Ancient Greek was the language of Homer and of classical Athenian historians, playwrights, and philosophers. It has contributed many words to English vocabulary and has been a standard subject of study in educational institutions of the West since the Renaissance. This article primarily contains information about the Epic and Classical phases of the language.

The origins, early form and development of the Hellenic language family are not well understood because of the lack of contemporaneous evidence. There are several theories about what Hellenic dialect groups that may have existed between the divergence of early Greek-like speech from the common Proto-Indo-European language. They have the same general outline but differ in some of the detail. The only attested dialect from this period is Mycenaean, but its relationship to the historical dialects and the historical circumstances of the times imply that the overall groups already existed in some form.

The major dialect groups of the Ancient Greek period can be assumed to have developed not later than 1120 BC, at the time of the Dorian invasion(s), and their first appearances as precise alphabetic writing began in the 8th century BC. The invasion would not be "Dorian" unless the invaders had some cultural relationship to the historical Dorians; moreover, the invasion is known to have displaced population to the later Attic-Ionic regions, who regarded themselves as descendants of the population displaced by or contending with the Dorians.

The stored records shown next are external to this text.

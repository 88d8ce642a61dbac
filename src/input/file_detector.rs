//! File type detection

#[derive(Debug, Clone, PartialEq)]
pub enum FileType {
    Pdf,
    Docx,
    Text,
    Markdown,
    Unknown,
}

impl FileType {
    pub fn from_extension(ext: &str) -> Self {
        match ext.to_lowercase().as_str() {
            "pdf" => FileType::Pdf,
            "docx" => FileType::Docx,
            "txt" => FileType::Text,
            "md" | "markdown" => FileType::Markdown,
            _ => FileType::Unknown,
        }
    }
}

#[cfg(test)]
mod tests {
    use super::*;

    #[test]
    fn test_from_extension() {
        assert_eq!(FileType::from_extension("PDF"), FileType::Pdf);
        assert_eq!(FileType::from_extension("DOCX"), FileType::Docx);
        assert_eq!(FileType::from_extension("doc"), FileType::Unknown);
        assert_eq!(FileType::from_extension("markdown"), FileType::Markdown);
        assert_eq!(FileType::from_extension("xyz"), FileType::Unknown);
    }
}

The Greeks of this period considered there to be three major divisions of all the Greek people—Dorians, Aeolians and Ionians (including Athenians), each with their own defining and distinctive dialects. Allowing for their oversight of Arcadian, an obscure mountain dialect, and Cyprian, far from the center of Greek scholarship, this division of people and language is quite similar to the results of modern archaeological-linguistic investigation.